Cuba 101: A picture is worth 2,310 pages


Earlier this week, I returned from a 10-day vacation in Guatemala (more on that on Twitter and here later).  I'm back on the blog and will be posting some juicy items in the coming days.

For now, I wanted to alert all Cuba-watchers that I'll be teaching a class during the fall semester entitled, "Cuban Culture and Society."  The photo above shows the 7 books (!) that I'm using in my class.  Thus, the picture is worth the 2,310 pages contained in these seven books.

Woe are my students!

I'd love to hear any reader feedback on my book choices.  As you can see from the photo, my books are:

1.  Cuba: What Everyone Needs to Know. Julia E. Sweig. Oxford, 2009.
2.  The Prison Letters of Fidel Castro. Edited by Ann Louise Bardach and Luis Conte Aguero. Nation Books, 2007.
3.  Havana Real: One Woman Fights to Tell the Truth About Cuba Today. Yoani Sanchez. Melville House, 2011.  You can to the publisher’s book website to view two subtitled videos of Sanchez describing her purpose in blogging and reading some of her posts aloud.
4.  Havana Fever. Leonardo Padura. Bitter Lemon Press, 2009. [The original Spanish novel is entitled, La neblina del ayer (2005)].
5.  Without Fidel: A Death Foretold in Miami, Havana, and Washington. Ann Louise Bardach. Scribner, 2009.

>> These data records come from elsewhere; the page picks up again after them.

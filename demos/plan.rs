use courseflow::{FlowGraph, MemoryStore, Planner, StaticCatalog};

const CATALOG: &str = r#"[
    {"courseNumber": "CS101", "info": {"title": "Introduction to Programming", "units": 4}},
    {"courseNumber": "CS201", "prerequisites": ["CS101"], "info": {"title": "Data Structures", "units": 4}},
    {"courseNumber": "CS202", "prerequisites": ["CS101"], "info": {"title": "Computer Organization", "units": 4}},
    {"courseNumber": "MATH110", "info": {"title": "Discrete Mathematics", "units": 4}},
    {"courseNumber": "CS301", "prerequisites": ["CS201", "CS202", "MATH110"], "info": {"title": "Algorithms", "units": 4}}
]"#;

fn print(flow: &FlowGraph) {
    for node in flow.nodes() {
        println!(
            "  {:<8} {:<13} ({:>7.1}, {:>6.1})",
            node.id.as_str(),
            node.state.to_string(),
            node.position.x,
            node.position.y
        );
    }
}

fn main() -> anyhow::Result<()> {
    courseflow::init_logging()?;

    let runtime = tokio::runtime::Builder::new_current_thread().build()?;

    runtime.block_on(async {
        let catalog = StaticCatalog::from_json(CATALOG)?;
        let mut planner = Planner::new(catalog).with_store(MemoryStore::new("demo"));
        let mut flow = FlowGraph::new();

        planner.insert_course(&mut flow, "CS301", false).await?;
        let import = planner.insert_prerequisite_subtree(&mut flow, "CS301").await;
        println!("imported {:?}", import.into_result()?);
        print(&flow);

        planner.insert_prerequisite_subtree(&mut flow, "CS201").await.into_result()?;
        planner.set_taken(&mut flow, "CS101", true).await?;
        planner.set_taken(&mut flow, "CS201", true).await?;
        planner.set_taken(&mut flow, "CS202", true).await?;
        planner.set_taken(&mut flow, "MATH110", true).await?;
        println!("after marking the lower division as taken:");
        print(&flow);

        planner.undo(&mut flow).await?;
        println!("after undo:");
        print(&flow);

        println!("saved flow: {}", serde_json::to_string_pretty(&flow)?);

        Ok::<_, anyhow::Error>(())
    })
}
use std::collections::{HashSet, VecDeque};

use crate::core::CourseId;
use crate::engine::classify::classify;
use crate::graph::FlowGraph;

/// What a propagation pass touched.
#[derive(Debug, Clone, Default, PartialEq, Eq)]
pub struct Propagation {
    /// Courses re-examined, in breadth-first order. The root is not included.
    pub visited: Vec<CourseId>,
    /// The subset of `visited` whose state actually changed.
    pub changed: Vec<CourseId>,
}

/// Re-derives the state of every course reachable from `root`.
///
/// The walk is breadth-first along prerequisite edges, siblings in edge order.
/// Each reachable course is reclassified once (courses marked `Taken` keep
/// their mark) and the hints on its edges are refreshed. Visited courses are
/// tracked by id.
///
/// Classification only looks at which prerequisites are `Taken`, and this pass
/// never changes that, so visiting each course once reaches the fixed point.
///
/// Does nothing when `root` is not in the flow.
pub fn propagate(root: &CourseId, graph: &mut FlowGraph) -> Propagation {
    let mut report = Propagation::default();

    if !graph.contains(root.as_str()) {
        return report;
    }

    graph.refresh_edges(root.as_str());

    let mut visited = HashSet::from([root.clone()]);
    let mut queue = VecDeque::from([root.clone()]);

    while let Some(current) = queue.pop_front() {
        for successor in graph.successors(current.as_str()) {
            if !visited.insert(successor.clone()) {
                continue;
            }

            if let Some(node) = graph.node(successor.as_str())
                && !node.state.is_taken()
            {
                let new = classify(node, graph);

                if new != node.state
                    && let Ok(old) = graph.set_state(successor.as_str(), new)
                {
                    tracing::debug!(course = %successor, from = %old, to = %new, "eligibility changed");
                    report.changed.push(successor.clone());
                }
            }

            graph.refresh_edges(successor.as_str());
            report.visited.push(successor.clone());
            queue.push_back(successor);
        }
    }

    report
}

And as supplements, I'm having my students read (but not purchase) selections from the following two books:

6.  Cuba: A Global Studies Handbook. Ted Henken. Santa Barbara, CA: ABC-Clio, 2008.
7.  A Contemporary Cuba Reader: Reinventing the Revolution. Edited by Phil Brenner, Marguerite Rose Jimenez, John M. Kirk, and William M. Leo Grande. Rowman & Littlefield, 2007.

For those interested, you can go HERE to take a look at my full syllabus!

As a teaser for those who wish they were still in college, here are two of the assignments I have planned for the semester:

Q&A with Cuban Bloggers live on Radio Marti: On Thursday, September 22, from 11 a.m.-12 p.m. Radio Marti, together with Martinoticias.com will have an interactive exchange with Cuban bloggers Yoani Sanchez, Miriam Celaya, Dagoberto Valdes, and Orlando Luis Pardo Lazo via telephone about the state of the internet in Cuba. (Radio Marti would like to include others, but some bloggers only have silence for Radio Marti...).  The conversation will take place live on the radio and live on the Martinoticias.com web page. The event will be an exchange of information of what technology is available in the island and how it can be supported, enhanced, and assisted. Based on class readings, all students have to come up with a single, well-developed question they will ask the bloggers themselves live on the air!

Writing Assignment – Fidel’s letters and Yoani’s blog: During the semester students will read two surprisingly similar books by two very different authors: The Prison Letters of Fidel Castro and Havana Real by Yoani Sanchez. Each book is both deeply personal and sharply political. The first one collects the personal letters that a very young Fidel Castro (just 25 years old at the time) wrote from prison between December 1953 and May 1955. The other collects various posts from the blog “Generation Y” by the young cyber-activist Yoani Sanchez (just over 30 years old when she began blogging) written between April 2007 and December 2010. In their writings, both Castro and Sanchez describe with rich detail Cuba’s many problems (chief of which is a dictatorial political system) and pose possible solutions.

The students' task in this 7-8 page paper is to summarize, analyze, and compare and contrast each writer’s words and ideas. What are the chief problems faced by Cuba (in the 1950s and in the 2000s) according to each author and what does each one propose as solutions. How have the problems changed between each time period? How is each writer’s background and writing style similar and different? Finally, consider each writer’s use of their particular medium (letters vs. a blog) to communicate their ideas and garner support and solidarity from potential supporters. How do they relate to and negotiate with the authoritarian political atmosphere in which they operate? Finally, compare and contrast each writer’s relationship to forces, actors, supporters, and opponents outside of Cuba (especially the United States).

1 comment:

  1. I can't reconcile the choices you have made in reading material. I have enjoyed your blog and I respect your views, but I don't see your reading list as representative or indicative of Cuban culture, politics, history or literature. It seems to me that you are still just angry with having been tossed from the country and this is reflected in your book list. I don't think you "get it" relative to Cuba.